§ Problem
Scan the listing below for the word "after", then copy each line that has it.

§ Data for this task
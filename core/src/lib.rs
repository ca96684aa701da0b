pub mod error;
pub mod grammar;
pub mod item;
pub mod lr;
pub mod reader;
pub mod rule;
pub mod span;
pub mod symbol;

pub use error::{ErrorKind, ExpectedSymbols, LrError};
pub use grammar::Grammar;
pub use item::{Item, ItemSet};
pub use rule::*;
pub use span::Span;
pub use symbol::*;

pub use lr::{Automaton, LrParser, LrTable};

pub mod traits {
    pub use crate::lr::traits::LrTable;
    pub use crate::lr::ConflictPolicy;
}

pub type LrResult<T> = Result<T, LrError>;
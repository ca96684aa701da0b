use std::collections::{BTreeSet, HashSet};

use itertools::Itertools;

use crate::{Grammar, RuleId, Symbol};

/// A rule item.
///
/// The position is the number of right-hand side symbols already matched.
///
/// # Example
/// E -> E • + T
///
/// Items order by rule, then position; that order is the canonical order
/// of an [ItemSet].
#[derive(Debug, Clone, Copy, PartialEq, Eq, PartialOrd, Ord, Hash)]
pub struct Item {
    pub rule: RuleId,
    pub position: usize,
}

impl Item {
    pub fn new(rule: RuleId, position: usize) -> Self {
        Self { rule, position }
    }

    /// Returns the symbol after the dot.
    /// If A -> w •, then returns None.
    pub fn symbol<'g>(&self, grammar: &'g Grammar) -> Option<&'g Symbol> {
        grammar.rule(self.rule).rhs.get(self.position)
    }

    /// Check if we reached the end of a rule.
    ///
    /// # Example
    /// A -> w •
    pub fn is_exhausted(&self, grammar: &Grammar) -> bool {
        self.position >= grammar.rule(self.rule).len()
    }

    /// The augmented start rule is exhausted: S' -> S •
    pub fn is_accepting(&self, grammar: &Grammar) -> bool {
        self.rule == 0 && self.is_exhausted(grammar)
    }

    /// Returns the item with the dot moved one symbol right.
    ///
    /// Returns None, if the current rule is exhausted.
    pub fn next(&self, grammar: &Grammar) -> Option<Self> {
        (!self.is_exhausted(grammar)).then(|| Self::new(self.rule, self.position + 1))
    }

    pub fn display<'a>(&'a self, grammar: &'a Grammar) -> ItemDisplay<'a> {
        ItemDisplay {
            item: self,
            grammar,
        }
    }
}

/// Renders an item as `[1] E -> E . + T`.
pub struct ItemDisplay<'a> {
    item: &'a Item,
    grammar: &'a Grammar,
}

impl std::fmt::Display for ItemDisplay<'_> {
    fn fmt(&self, f: &mut std::fmt::Formatter<'_>) -> std::fmt::Result {
        let rule = self.grammar.rule(self.item.rule);
        let rhs = rule
            .rhs
            .iter()
            .map(Symbol::as_str)
            .enumerate()
            .flat_map(|(pos, sym)| {
                (pos == self.item.position)
                    .then_some(".")
                    .into_iter()
                    .chain([sym])
            })
            .chain(self.item.is_exhausted(self.grammar).then_some("."))
            .join(" ");

        write!(f, "[{}] {} -> {}", rule.id, rule.lhs, rhs)
    }
}

/// A closed set of items, kept in canonical order.
///
/// Two sets are equal when they hold the same items, whatever the way
/// they were built.
#[derive(Debug, Default, Clone, PartialEq, Eq, Hash)]
pub struct ItemSet(Vec<Item>);

impl ItemSet {
    /// Close the items
    ///
    /// For every item A -> α • B β, the items B -> • γ are added until no
    /// item is left to expand.
    pub fn closure<I>(items: I, grammar: &Grammar) -> Self
    where
        I: IntoIterator<Item = Item>,
    {
        let mut set = HashSet::<Item>::default();
        let mut stack = Vec::default();

        for item in items {
            if set.insert(item) {
                stack.push(item);
            }
        }

        while let Some(item) = stack.pop() {
            let Some(sym) = item.symbol(grammar) else {
                continue;
            };

            if !grammar.is_non_terminal(sym) {
                continue;
            }

            for rule in grammar.rules().iter_by_symbol(sym) {
                let item = Item::new(rule.id, 0);
                if set.insert(item) {
                    stack.push(item);
                }
            }
        }

        Self(set.into_iter().sorted().collect())
    }

    /// The set reached after moving past `symbol`.
    ///
    /// An empty set means there is no such transition.
    pub fn goto(&self, symbol: &str, grammar: &Grammar) -> Self {
        Self::closure(
            self.iter()
                .filter(|item| item.symbol(grammar).is_some_and(|sym| sym.as_str() == symbol))
                .flat_map(|item| item.next(grammar)),
            grammar,
        )
    }

    /// The distinct symbols found after a dot, in ascending order.
    pub fn iter_symbols<'g>(&self, grammar: &'g Grammar) -> impl Iterator<Item = &'g Symbol> {
        self.iter()
            .flat_map(|item| item.symbol(grammar))
            .collect::<BTreeSet<_>>()
            .into_iter()
    }

    /// Iterate over all exhausted items (A -> w •)
    pub fn iter_exhausted_items<'a>(
        &'a self,
        grammar: &'a Grammar,
    ) -> impl Iterator<Item = &'a Item> + 'a {
        self.iter().filter(|item| item.is_exhausted(grammar))
    }

    /// Returns true if S' -> S • is in the set.
    pub fn is_accepting(&self, grammar: &Grammar) -> bool {
        self.iter().any(|item| item.is_accepting(grammar))
    }

    /// Iterate over all items within the set.
    pub fn iter(&self) -> impl Iterator<Item = &Item> {
        self.0.iter()
    }

    pub fn contains(&self, item: &Item) -> bool {
        self.0.binary_search(item).is_ok()
    }

    pub fn len(&self) -> usize {
        self.0.len()
    }

    pub fn is_empty(&self) -> bool {
        self.0.is_empty()
    }

    pub fn display<'a>(&'a self, grammar: &'a Grammar) -> ItemSetDisplay<'a> {
        ItemSetDisplay { set: self, grammar }
    }
}

/// Renders a set with one item per line.
pub struct ItemSetDisplay<'a> {
    set: &'a ItemSet,
    grammar: &'a Grammar,
}

impl std::fmt::Display for ItemSetDisplay<'_> {
    fn fmt(&self, f: &mut std::fmt::Formatter<'_>) -> std::fmt::Result {
        for item in self.set.iter() {
            writeln!(f, "  {}", item.display(self.grammar))?;
        }
        Ok(())
    }
}
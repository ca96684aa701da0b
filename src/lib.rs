pub use lrzero_core::*;

pub mod cli;
pub mod report;
//! Grammar source reader.
//!
//! The format is line based:
//!
//! ```grammar
//! # expressions
//! E -> E + T | T
//! T -> id
//! A -> eps
//! ```
//!
//! The first left-hand side is the start symbol, `eps` stands for an empty
//! alternative and `#` starts a comment.
use std::{path::Path, str::FromStr};

use log::debug;

use crate::{
    span::{Cursor, NextColumn, NextLine},
    ErrorKind, Grammar, LrError, LrResult, RuleDef, Span, Symbol, EPSILON,
};

const ARROW: &str = "->";
const COMMENT: char = '#';
const ALTERNATIVE: char = '|';

/// Read the rule definitions of a grammar source.
pub fn read_rules(source: &str) -> LrResult<Vec<RuleDef>> {
    let mut cursor = Cursor::default();
    let mut defs = Vec::default();

    for raw in source.lines() {
        let line = raw.split(COMMENT).next().unwrap_or_default();
        let trimmed = line.trim();

        if !trimmed.is_empty() {
            let span = Span::from(cursor) + NextColumn(line.chars().count());
            defs.extend(read_line(trimmed, span)?);
        }

        cursor += NextLine;
    }

    debug!("read {} rule definitions", defs.len());
    Ok(defs)
}

/// Read a production group: `LHS -> alt1 | alt2 | ...`
fn read_line(line: &str, span: Span) -> LrResult<Vec<RuleDef>> {
    let (lhs, rest) = line
        .split_once(ARROW)
        .ok_or_else(|| LrError::new(ErrorKind::GrammarFormat(line.to_owned()), Some(span)))?;

    let lhs = lhs.trim();
    if lhs.is_empty() {
        return Err(LrError::new(ErrorKind::EmptyLhs(line.to_owned()), Some(span)));
    }

    Ok(rest
        .split(ALTERNATIVE)
        .map(|alt| RuleDef {
            lhs: Symbol::from(lhs),
            rhs: alt
                .split_whitespace()
                .filter(|tok| *tok != EPSILON)
                .map(Symbol::from)
                .collect(),
        })
        .collect())
}

impl FromStr for Grammar {
    type Err = LrError;

    fn from_str(source: &str) -> Result<Self, Self::Err> {
        Grammar::new(read_rules(source)?)
    }
}

impl Grammar {
    /// Read and augment a grammar file.
    pub fn from_file(path: impl AsRef<Path>) -> LrResult<Self> {
        let path = path.as_ref();
        let source = std::fs::read_to_string(path).map_err(|source| ErrorKind::Io {
            path: path.display().to_string(),
            source,
        })?;

        source.parse()
    }
}
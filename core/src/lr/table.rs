use log::debug;
use prettytable::Table as PtTable;
use std::collections::BTreeMap;

use crate::{Grammar, LrResult, Symbol, SymbolSet, EOS};

use super::{
    policy::traits::ConflictPolicy, Action, Automaton, Conflict, StateId, Transition,
};

pub mod traits {
    use crate::lr::{Action, StateId};

    pub trait LrTable {
        fn action(&self, state: StateId, symbol: &str) -> Option<&Action>;
        fn goto(&self, state: StateId, symbol: &str) -> Option<StateId>;

        /// The terminals having an action in the state, in ascending order.
        fn iter_terminals<'a>(&'a self, state: StateId) -> impl Iterator<Item = &'a str> + 'a;

        /// The number of rows in the table.
        fn len(&self) -> usize;
    }
}

#[derive(Debug, Default, PartialEq, Eq)]
struct Row {
    actions: BTreeMap<Symbol, Action>,
    goto: BTreeMap<Symbol, StateId>,
}

impl Row {
    pub fn action(&self, symbol: &str) -> Option<&Action> {
        self.actions.get(symbol)
    }

    pub fn goto(&self, symbol: &str) -> Option<StateId> {
        self.goto.get(symbol).copied()
    }

    pub fn iter_terminals(&self) -> impl Iterator<Item = &str> {
        self.actions.keys().map(Symbol::as_str)
    }
}

/// Builds one row, routing every colliding proposal through the policy.
struct RowBuilder<'p, P: ConflictPolicy> {
    state: StateId,
    row: Row,
    policy: &'p P,
    conflicts: Vec<Conflict>,
}

impl<'p, P: ConflictPolicy> RowBuilder<'p, P> {
    fn new(state: StateId, policy: &'p P) -> Self {
        Self {
            state,
            row: Row::default(),
            policy,
            conflicts: vec![],
        }
    }

    fn propose(&mut self, symbol: &Symbol, proposed: Action) -> LrResult<()> {
        match self.row.actions.get(symbol).copied() {
            None => {
                self.row.actions.insert(symbol.clone(), proposed);
            }
            Some(existing) if existing == proposed => {}
            Some(existing) => {
                let conflict = Conflict::new(self.state, symbol.clone(), existing, proposed);
                let action = self.policy.resolve(&conflict)?;
                self.row.actions.insert(symbol.clone(), action);
                self.conflicts.push(conflict);
            }
        }

        Ok(())
    }

    /// Shifts and gotos come from the transitions, reduces and accept from
    /// the exhausted items.
    fn build(
        mut self,
        transition: Transition<'_>,
        grammar: &Grammar,
    ) -> LrResult<(Row, Vec<Conflict>)> {
        for (sym, to) in transition.edges.iter().copied() {
            if grammar.is_terminal(sym) {
                self.propose(sym, Action::Shift(to))?;
            } else {
                self.row.goto.insert(sym.clone(), to);
            }
        }

        for item in transition.from.iter_exhausted_items(grammar) {
            if item.is_accepting(grammar) {
                self.propose(&Symbol::eos(), Action::Accept)?;
            } else {
                // LR(0): reduce whatever the lookahead.
                for sym in grammar.symbols().iter_terminals() {
                    self.propose(sym, Action::Reduce(item.rule))?;
                }
            }
        }

        debug!(
            "row #{}: {} actions, {} gotos",
            transition.id,
            self.row.actions.len(),
            self.row.goto.len()
        );

        Ok((self.row, self.conflicts))
    }
}

/// The ACTION and GOTO tables.
#[derive(PartialEq)]
pub struct LrTable {
    /// Column headers.
    symbols: SymbolSet,
    /// The table rows, one per state.
    rows: Vec<Row>,
    /// The conflicts met, and resolved, while building the rows.
    conflicts: Vec<Conflict>,
}

impl std::fmt::Debug for LrTable {
    fn fmt(&self, f: &mut std::fmt::Formatter<'_>) -> std::fmt::Result {
        writeln!(f)?;
        <Self as std::fmt::Display>::fmt(self, f)
    }
}

impl std::fmt::Display for LrTable {
    fn fmt(&self, f: &mut std::fmt::Formatter<'_>) -> std::fmt::Result {
        let mut table = PtTable::new();

        table.add_row(
            ["#"]
                .into_iter()
                .chain(self.symbols.iter().map(Symbol::as_str))
                .collect(),
        );

        for (id, row) in self.iter().enumerate() {
            table.add_row(
                [id.to_string()]
                    .into_iter()
                    .chain(self.symbols.iter_terminals().map(|sym| {
                        row.actions
                            .get(sym)
                            .map(ToString::to_string)
                            .unwrap_or_default()
                    }))
                    .chain(self.symbols.iter_non_terminals().map(|sym| {
                        row.goto
                            .get(sym)
                            .map(ToString::to_string)
                            .unwrap_or_default()
                    }))
                    .collect(),
            );
        }

        write!(f, "{}", table)
    }
}

impl traits::LrTable for LrTable {
    fn action(&self, state: StateId, symbol: &str) -> Option<&Action> {
        self.rows.get(state).and_then(|row| row.action(symbol))
    }

    fn goto(&self, state: StateId, symbol: &str) -> Option<StateId> {
        self.rows.get(state).and_then(|row| row.goto(symbol))
    }

    fn iter_terminals<'a>(&'a self, state: StateId) -> impl Iterator<Item = &'a str> + 'a {
        self.rows.get(state).into_iter().flat_map(Row::iter_terminals)
    }

    fn len(&self) -> usize {
        self.rows.len()
    }
}

impl LrTable {
    fn iter(&self) -> impl Iterator<Item = &Row> {
        self.rows.iter()
    }

    /// Derive the tables from the automaton.
    pub fn from_automaton<P>(automaton: &Automaton<'_>, policy: &P) -> LrResult<Self>
    where
        P: ConflictPolicy,
    {
        let grammar = automaton.grammar();
        let mut rows = Vec::with_capacity(automaton.len());
        let mut conflicts = Vec::default();

        for transition in automaton.iter_transitions() {
            let (row, row_conflicts) =
                RowBuilder::new(transition.id, policy).build(transition, grammar)?;
            rows.push(row);
            conflicts.extend(row_conflicts);
        }

        Ok(Self {
            symbols: grammar.symbols().clone(),
            rows,
            conflicts,
        })
    }

    /// Build the LR(0) tables of a grammar.
    pub fn build<P>(grammar: &Grammar, policy: &P) -> LrResult<Self>
    where
        P: ConflictPolicy,
    {
        Self::from_automaton(&Automaton::build(grammar), policy)
    }

    /// The conflicts the policy resolved.
    pub fn conflicts(&self) -> &[Conflict] {
        &self.conflicts
    }

    pub fn has_conflicts(&self) -> bool {
        !self.conflicts.is_empty()
    }

    /// Does the state accept on end of input ?
    pub fn is_accepting(&self, state: StateId) -> bool {
        matches!(
            traits::LrTable::action(self, state, EOS),
            Some(Action::Accept)
        )
    }
}

#[cfg(test)]
mod tests {
    use super::{traits::LrTable as _, LrTable};
    use crate::{
        fixtures::{expr_grammar, lr0_grammar},
        lr::{Action, Automaton, ConflictKind, Naive, Strict},
        ErrorKind, Grammar, Item,
    };

    #[test]
    fn test_expression_table() {
        let grammar = expr_grammar();
        let table = LrTable::build(&grammar, &Naive).unwrap();

        assert_eq!(table.len(), 6);
        assert_eq!(table.action(0, "id"), Some(&Action::Shift(3)));
        assert_eq!(table.action(0, "+"), None);
        assert_eq!(table.goto(0, "E"), Some(1));
        assert_eq!(table.goto(0, "T"), Some(2));
        assert_eq!(table.action(1, "$"), Some(&Action::Accept));
        assert_eq!(table.action(1, "+"), Some(&Action::Shift(4)));
        assert_eq!(table.action(1, "id"), None);
        assert_eq!(table.goto(4, "T"), Some(5));
        assert_eq!(table.goto(4, "E"), None);

        for sym in ["$", "+", "id"] {
            assert_eq!(table.action(2, sym), Some(&Action::Reduce(2)));
            assert_eq!(table.action(3, sym), Some(&Action::Reduce(3)));
            assert_eq!(table.action(5, sym), Some(&Action::Reduce(1)));
        }

        assert!(!table.has_conflicts());
    }

    #[test]
    fn test_exhausted_items_fill_every_terminal() {
        let grammar = lr0_grammar();
        let automaton = Automaton::build(&grammar);
        let table = LrTable::from_automaton(&automaton, &Naive).unwrap();

        for (state, set) in automaton.iter().enumerate() {
            for item in set.iter_exhausted_items(&grammar) {
                if item.is_accepting(&grammar) {
                    assert!(table.is_accepting(state));
                } else {
                    for sym in grammar.symbols().iter_terminals() {
                        assert!(table.action(state, sym).is_some());
                    }
                }
            }
        }
    }

    #[test]
    fn test_accept_only_where_start_rule_is_exhausted() {
        let grammar = expr_grammar();
        let automaton = Automaton::build(&grammar);
        let table = LrTable::from_automaton(&automaton, &Naive).unwrap();

        for (state, set) in automaton.iter().enumerate() {
            assert_eq!(table.is_accepting(state), set.contains(&Item::new(0, 1)));
        }
    }

    #[test]
    fn test_shift_reduce_conflict_keeps_shift() {
        // E -> T • and E -> T • + E share a state.
        let grammar: Grammar = "E -> T + E | T\nT -> x".parse().unwrap();
        let table = LrTable::build(&grammar, &Naive).unwrap();

        let state = table.goto(0, "T").unwrap();
        assert!(matches!(table.action(state, "+"), Some(Action::Shift(_))));
        assert_eq!(table.action(state, "$"), Some(&Action::Reduce(2)));

        assert!(table
            .conflicts()
            .iter()
            .any(|c| c.state == state && c.kind() == ConflictKind::ShiftReduce));
    }

    #[test]
    fn test_reduce_reduce_conflict_keeps_smaller_rule() {
        let grammar: Grammar = "S -> A | B\nA -> x\nB -> x".parse().unwrap();
        let table = LrTable::build(&grammar, &Naive).unwrap();

        let state = table.action(0, "x").copied();
        let Some(Action::Shift(state)) = state else {
            panic!("expected a shift on x, got {state:?}");
        };

        for sym in ["$", "x"] {
            assert_eq!(table.action(state, sym), Some(&Action::Reduce(3)));
        }
        assert!(table
            .conflicts()
            .iter()
            .all(|c| c.kind() == ConflictKind::ReduceReduce));
    }

    #[test]
    fn test_strict_policy_rejects_conflicts() {
        let grammar: Grammar = "S -> A | B\nA -> x\nB -> x".parse().unwrap();
        let err = LrTable::build(&grammar, &Strict).unwrap_err();

        assert!(matches!(
            err.kind(),
            ErrorKind::Conflict(conflict) if conflict.kind() == ConflictKind::ReduceReduce
        ));
    }

    #[test]
    fn test_strict_policy_accepts_lr0_grammar() {
        let grammar = expr_grammar();
        let strict = LrTable::build(&grammar, &Strict).unwrap();
        let naive = LrTable::build(&grammar, &Naive).unwrap();

        assert_eq!(strict, naive);
    }

    #[test]
    fn test_table_display() {
        let table = LrTable::build(&expr_grammar(), &Naive).unwrap();
        let rendered = table.to_string();

        assert!(rendered.contains("acc"));
        assert!(rendered.contains("s4"));
        assert!(rendered.contains("r3"));
        assert_eq!(rendered.matches("acc").count(), 1);
    }
}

§ Response area
    /// Returns the symbol after the dot.
    /// The set reached after moving past `symbol`.
    /// The distinct symbols found after a dot, in ascending order.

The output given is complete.